**Action item**:
Below are several records. Retype exactly those lines running from the one with "filename apps/cvbuild/src/render/mod.rs" through the one with "use std::path::Path;", end lines included, and no others.

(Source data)

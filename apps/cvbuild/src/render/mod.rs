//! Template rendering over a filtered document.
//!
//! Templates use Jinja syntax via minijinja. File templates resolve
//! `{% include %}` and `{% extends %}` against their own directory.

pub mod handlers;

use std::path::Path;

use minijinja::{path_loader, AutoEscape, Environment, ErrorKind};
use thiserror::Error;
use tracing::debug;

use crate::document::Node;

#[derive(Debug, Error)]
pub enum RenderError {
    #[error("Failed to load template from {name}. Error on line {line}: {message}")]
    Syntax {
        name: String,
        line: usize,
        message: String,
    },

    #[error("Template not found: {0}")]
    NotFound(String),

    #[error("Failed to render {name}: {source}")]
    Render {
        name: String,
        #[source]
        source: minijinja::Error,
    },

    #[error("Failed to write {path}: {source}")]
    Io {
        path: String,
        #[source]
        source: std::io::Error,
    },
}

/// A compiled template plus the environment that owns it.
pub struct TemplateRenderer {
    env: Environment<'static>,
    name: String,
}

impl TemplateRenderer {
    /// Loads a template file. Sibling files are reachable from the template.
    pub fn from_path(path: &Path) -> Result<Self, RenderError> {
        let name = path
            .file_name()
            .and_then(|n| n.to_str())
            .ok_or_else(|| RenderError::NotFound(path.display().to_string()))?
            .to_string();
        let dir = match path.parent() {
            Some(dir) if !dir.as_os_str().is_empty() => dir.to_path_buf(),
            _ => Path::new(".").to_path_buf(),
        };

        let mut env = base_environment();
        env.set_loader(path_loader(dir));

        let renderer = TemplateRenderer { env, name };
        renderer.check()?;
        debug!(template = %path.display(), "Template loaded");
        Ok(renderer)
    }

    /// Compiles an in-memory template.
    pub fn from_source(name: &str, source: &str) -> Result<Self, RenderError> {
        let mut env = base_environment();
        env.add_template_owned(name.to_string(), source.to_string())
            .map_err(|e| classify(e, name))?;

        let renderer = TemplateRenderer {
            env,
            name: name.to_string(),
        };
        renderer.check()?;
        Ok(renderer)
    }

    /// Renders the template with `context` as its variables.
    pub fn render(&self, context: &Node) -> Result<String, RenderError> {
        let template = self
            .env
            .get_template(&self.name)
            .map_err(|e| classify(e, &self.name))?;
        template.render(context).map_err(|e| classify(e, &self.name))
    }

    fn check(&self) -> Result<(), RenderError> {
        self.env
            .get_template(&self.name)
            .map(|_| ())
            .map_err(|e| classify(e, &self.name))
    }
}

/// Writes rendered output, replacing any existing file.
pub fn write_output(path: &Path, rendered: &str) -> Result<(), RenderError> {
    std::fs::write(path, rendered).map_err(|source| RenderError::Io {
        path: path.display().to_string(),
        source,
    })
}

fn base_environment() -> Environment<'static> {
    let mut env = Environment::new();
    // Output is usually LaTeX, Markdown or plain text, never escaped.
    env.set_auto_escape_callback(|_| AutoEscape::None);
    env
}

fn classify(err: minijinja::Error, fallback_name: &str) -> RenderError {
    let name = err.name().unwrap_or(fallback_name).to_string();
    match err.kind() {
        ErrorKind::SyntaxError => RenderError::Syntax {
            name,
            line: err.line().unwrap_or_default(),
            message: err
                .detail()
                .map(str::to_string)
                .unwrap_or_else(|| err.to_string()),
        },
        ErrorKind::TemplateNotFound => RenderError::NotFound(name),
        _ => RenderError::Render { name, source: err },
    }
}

--

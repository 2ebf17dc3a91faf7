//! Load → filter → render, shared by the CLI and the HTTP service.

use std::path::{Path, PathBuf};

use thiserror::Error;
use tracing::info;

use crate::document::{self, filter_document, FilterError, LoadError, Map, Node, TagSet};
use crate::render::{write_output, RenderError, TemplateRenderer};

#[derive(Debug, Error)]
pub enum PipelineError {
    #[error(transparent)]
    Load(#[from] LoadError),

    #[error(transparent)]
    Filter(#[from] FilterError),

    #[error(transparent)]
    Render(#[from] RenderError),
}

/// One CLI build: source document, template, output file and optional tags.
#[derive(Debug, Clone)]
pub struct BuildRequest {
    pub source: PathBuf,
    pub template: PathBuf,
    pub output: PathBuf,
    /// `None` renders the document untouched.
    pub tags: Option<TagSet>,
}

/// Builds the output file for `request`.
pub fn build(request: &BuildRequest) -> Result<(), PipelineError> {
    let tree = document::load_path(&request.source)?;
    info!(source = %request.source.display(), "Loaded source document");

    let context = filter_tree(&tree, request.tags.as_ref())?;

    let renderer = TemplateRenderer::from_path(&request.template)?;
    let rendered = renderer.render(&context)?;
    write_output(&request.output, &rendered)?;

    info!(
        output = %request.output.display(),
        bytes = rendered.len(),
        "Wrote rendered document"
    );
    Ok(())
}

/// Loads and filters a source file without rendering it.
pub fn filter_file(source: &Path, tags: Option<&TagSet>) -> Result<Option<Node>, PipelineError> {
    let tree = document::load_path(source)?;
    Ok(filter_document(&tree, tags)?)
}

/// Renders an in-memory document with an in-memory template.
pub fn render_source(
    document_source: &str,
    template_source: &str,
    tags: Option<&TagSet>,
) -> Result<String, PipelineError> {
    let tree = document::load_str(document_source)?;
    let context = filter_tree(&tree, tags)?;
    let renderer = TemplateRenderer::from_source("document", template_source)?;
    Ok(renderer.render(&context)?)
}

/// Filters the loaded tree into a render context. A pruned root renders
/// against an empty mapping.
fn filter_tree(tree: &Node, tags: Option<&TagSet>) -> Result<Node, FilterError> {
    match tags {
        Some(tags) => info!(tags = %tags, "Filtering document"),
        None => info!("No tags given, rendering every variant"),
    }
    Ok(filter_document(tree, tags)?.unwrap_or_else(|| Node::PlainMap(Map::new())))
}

**Result of this exercise**:
filename apps/cvbuild/src/render/mod.rs
//! Template rendering over a filtered document.
//!
//! Templates use Jinja syntax via minijinja. File templates resolve
//! `{% include %}` and `{% extends %}` against their own directory.

pub mod handlers;

use std::path::Path;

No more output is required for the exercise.